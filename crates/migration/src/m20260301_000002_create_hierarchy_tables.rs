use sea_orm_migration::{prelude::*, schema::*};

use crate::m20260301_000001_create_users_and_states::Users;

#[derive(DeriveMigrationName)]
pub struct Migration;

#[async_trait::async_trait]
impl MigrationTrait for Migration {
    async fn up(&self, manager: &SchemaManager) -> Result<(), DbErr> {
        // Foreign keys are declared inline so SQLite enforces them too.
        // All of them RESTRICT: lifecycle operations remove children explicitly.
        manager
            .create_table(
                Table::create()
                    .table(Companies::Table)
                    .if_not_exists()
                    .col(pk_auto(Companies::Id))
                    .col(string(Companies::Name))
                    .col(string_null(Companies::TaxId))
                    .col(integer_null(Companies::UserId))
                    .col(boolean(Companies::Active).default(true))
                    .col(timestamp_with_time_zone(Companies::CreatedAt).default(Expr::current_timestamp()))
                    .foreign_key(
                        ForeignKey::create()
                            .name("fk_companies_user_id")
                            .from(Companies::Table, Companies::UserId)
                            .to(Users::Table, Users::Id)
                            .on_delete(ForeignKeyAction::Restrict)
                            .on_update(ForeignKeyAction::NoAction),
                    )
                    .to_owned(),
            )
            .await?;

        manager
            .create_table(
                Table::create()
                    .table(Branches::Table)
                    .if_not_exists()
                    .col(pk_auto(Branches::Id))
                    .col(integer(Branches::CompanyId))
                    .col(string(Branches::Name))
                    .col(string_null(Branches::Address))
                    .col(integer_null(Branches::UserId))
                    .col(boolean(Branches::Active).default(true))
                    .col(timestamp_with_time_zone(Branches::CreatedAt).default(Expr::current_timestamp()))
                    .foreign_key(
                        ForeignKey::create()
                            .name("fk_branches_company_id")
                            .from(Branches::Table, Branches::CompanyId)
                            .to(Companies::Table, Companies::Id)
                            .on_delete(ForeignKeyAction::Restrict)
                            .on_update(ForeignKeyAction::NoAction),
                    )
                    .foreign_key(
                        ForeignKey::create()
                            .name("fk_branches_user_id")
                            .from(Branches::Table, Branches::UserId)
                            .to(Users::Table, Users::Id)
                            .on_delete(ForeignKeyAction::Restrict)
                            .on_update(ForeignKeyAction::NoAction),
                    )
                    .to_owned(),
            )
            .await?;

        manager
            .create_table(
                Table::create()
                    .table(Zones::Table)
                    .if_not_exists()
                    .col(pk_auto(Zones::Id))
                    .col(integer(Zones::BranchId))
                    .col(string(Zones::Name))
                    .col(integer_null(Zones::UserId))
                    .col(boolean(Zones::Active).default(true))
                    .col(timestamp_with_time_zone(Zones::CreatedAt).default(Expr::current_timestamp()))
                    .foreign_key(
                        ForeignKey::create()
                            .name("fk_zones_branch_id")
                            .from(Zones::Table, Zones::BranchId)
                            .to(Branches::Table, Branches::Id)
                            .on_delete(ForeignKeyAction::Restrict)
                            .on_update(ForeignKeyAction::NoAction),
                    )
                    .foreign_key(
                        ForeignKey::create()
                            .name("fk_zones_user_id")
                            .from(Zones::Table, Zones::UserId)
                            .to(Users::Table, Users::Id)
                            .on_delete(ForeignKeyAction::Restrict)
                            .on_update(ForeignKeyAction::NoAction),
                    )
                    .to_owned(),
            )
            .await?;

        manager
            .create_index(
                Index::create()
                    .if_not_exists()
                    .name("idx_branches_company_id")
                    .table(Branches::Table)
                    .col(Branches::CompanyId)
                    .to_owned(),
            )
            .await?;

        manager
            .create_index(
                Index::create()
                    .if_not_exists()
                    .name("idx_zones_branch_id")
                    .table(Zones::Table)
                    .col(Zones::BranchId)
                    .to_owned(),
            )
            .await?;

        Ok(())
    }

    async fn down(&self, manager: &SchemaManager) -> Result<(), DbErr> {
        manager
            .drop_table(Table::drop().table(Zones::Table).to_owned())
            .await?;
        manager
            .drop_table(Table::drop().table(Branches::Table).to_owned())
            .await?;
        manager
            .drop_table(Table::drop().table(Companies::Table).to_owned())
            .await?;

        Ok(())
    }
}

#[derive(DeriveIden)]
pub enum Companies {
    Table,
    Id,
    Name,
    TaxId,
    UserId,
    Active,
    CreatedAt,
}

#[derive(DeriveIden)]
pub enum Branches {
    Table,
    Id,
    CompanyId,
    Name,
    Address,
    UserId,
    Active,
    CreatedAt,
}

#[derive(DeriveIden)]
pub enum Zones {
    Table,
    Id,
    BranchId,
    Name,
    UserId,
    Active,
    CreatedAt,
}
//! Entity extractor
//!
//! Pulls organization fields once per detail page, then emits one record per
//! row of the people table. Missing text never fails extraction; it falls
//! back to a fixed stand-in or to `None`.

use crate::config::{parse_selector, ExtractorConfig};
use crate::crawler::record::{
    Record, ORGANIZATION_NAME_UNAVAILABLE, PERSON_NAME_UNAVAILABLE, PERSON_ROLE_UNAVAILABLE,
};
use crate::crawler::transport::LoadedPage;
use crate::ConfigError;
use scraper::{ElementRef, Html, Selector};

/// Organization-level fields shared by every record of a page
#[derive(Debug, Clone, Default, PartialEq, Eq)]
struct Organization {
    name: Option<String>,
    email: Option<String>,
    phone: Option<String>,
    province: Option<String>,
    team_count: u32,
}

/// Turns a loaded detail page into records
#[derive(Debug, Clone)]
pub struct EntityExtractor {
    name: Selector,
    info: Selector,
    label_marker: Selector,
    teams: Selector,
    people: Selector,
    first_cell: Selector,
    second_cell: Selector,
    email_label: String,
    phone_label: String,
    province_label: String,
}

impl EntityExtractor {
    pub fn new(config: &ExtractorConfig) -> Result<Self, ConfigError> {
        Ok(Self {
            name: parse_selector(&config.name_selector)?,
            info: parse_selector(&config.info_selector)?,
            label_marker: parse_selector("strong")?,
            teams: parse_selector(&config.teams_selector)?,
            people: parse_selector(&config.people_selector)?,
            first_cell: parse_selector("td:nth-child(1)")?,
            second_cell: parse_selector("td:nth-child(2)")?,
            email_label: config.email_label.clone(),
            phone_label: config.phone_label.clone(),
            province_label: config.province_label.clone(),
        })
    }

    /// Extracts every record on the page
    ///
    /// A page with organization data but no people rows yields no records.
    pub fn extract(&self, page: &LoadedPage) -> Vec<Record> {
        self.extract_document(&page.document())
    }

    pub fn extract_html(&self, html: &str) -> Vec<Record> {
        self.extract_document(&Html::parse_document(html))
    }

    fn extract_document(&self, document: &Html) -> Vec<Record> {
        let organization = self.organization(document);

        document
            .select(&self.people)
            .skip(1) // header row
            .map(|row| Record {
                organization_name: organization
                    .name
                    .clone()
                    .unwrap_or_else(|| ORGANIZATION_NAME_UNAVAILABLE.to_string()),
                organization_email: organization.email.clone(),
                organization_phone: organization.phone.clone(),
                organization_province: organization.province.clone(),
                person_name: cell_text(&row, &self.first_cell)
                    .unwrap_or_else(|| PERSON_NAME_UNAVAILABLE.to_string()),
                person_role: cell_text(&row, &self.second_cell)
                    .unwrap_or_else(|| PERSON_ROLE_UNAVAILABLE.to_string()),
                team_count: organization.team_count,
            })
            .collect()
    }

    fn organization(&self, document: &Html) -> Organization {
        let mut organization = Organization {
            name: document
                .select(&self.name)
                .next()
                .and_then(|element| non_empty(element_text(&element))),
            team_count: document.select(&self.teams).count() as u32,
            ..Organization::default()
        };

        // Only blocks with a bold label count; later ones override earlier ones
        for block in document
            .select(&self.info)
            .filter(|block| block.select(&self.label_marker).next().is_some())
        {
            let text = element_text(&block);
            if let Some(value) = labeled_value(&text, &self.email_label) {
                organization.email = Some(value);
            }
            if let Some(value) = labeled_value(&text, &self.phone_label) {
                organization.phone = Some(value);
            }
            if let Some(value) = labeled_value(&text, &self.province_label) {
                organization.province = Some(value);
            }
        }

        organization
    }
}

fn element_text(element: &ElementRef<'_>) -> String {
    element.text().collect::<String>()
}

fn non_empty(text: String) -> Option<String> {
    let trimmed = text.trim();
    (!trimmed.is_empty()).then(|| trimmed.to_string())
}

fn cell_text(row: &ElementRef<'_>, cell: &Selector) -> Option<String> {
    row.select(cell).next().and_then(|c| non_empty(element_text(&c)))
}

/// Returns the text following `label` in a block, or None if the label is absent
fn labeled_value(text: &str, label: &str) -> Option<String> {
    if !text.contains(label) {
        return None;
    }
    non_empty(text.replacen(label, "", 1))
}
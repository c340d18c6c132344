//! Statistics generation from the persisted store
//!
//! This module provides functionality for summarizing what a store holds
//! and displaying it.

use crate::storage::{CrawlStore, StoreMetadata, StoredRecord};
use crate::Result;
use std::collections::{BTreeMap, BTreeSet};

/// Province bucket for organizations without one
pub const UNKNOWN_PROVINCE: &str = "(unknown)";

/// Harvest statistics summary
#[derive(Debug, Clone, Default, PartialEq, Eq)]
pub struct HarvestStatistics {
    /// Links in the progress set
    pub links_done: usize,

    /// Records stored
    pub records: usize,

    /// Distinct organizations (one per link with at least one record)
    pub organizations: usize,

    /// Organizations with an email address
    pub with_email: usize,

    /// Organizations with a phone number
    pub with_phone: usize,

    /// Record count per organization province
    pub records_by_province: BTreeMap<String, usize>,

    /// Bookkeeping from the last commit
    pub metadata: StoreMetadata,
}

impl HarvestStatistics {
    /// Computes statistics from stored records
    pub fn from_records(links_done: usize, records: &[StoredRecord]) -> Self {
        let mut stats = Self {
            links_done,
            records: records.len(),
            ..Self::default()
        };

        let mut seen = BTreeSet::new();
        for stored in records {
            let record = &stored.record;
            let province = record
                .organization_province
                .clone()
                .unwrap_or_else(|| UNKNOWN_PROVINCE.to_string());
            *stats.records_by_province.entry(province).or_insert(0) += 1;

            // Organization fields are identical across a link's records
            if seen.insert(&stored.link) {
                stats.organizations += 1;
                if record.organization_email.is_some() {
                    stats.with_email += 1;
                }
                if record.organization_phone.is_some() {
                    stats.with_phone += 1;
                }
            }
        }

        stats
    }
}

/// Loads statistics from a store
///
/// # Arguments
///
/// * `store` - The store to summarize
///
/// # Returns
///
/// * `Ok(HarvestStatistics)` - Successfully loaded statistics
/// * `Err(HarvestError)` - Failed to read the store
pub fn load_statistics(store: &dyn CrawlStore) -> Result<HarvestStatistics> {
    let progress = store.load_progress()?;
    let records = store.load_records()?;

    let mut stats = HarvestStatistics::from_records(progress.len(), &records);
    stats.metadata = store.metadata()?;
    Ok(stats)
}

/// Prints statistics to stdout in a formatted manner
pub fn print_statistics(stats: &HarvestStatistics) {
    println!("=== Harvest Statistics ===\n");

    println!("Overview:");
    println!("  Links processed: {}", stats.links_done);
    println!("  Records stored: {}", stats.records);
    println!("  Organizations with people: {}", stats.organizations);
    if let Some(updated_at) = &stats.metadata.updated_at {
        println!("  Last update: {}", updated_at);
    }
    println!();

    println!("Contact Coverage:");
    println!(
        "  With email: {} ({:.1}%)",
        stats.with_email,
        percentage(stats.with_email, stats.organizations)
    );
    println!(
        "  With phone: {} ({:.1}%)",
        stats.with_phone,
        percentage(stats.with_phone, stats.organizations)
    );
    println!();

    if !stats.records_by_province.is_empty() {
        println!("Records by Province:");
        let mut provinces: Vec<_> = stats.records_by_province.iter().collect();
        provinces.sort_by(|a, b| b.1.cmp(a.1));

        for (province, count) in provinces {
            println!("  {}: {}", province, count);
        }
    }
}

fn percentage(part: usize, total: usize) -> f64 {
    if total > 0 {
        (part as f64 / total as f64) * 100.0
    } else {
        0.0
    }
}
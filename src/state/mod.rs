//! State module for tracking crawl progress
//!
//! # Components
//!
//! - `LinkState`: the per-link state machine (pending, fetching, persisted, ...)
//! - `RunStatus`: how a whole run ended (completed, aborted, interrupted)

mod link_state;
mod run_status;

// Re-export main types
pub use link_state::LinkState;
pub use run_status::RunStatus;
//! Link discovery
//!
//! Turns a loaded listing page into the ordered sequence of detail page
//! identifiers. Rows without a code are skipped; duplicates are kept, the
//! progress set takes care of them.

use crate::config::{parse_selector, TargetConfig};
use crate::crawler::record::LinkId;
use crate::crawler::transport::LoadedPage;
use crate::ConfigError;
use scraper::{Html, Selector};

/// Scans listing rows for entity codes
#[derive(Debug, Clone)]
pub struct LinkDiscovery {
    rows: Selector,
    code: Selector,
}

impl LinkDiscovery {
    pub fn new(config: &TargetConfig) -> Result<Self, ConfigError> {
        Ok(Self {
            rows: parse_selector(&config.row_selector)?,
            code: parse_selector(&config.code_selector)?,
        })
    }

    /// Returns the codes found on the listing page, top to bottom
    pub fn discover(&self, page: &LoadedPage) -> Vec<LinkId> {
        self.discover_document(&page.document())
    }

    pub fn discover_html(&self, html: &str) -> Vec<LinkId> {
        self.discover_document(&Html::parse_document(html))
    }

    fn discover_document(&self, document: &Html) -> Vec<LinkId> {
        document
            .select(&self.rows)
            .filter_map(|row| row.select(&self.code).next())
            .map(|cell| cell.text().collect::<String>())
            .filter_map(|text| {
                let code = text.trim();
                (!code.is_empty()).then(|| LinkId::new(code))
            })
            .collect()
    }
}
————————
Among the lines of the preceding listing, tally those that include "SchemaManager"; reply with the number alone.

2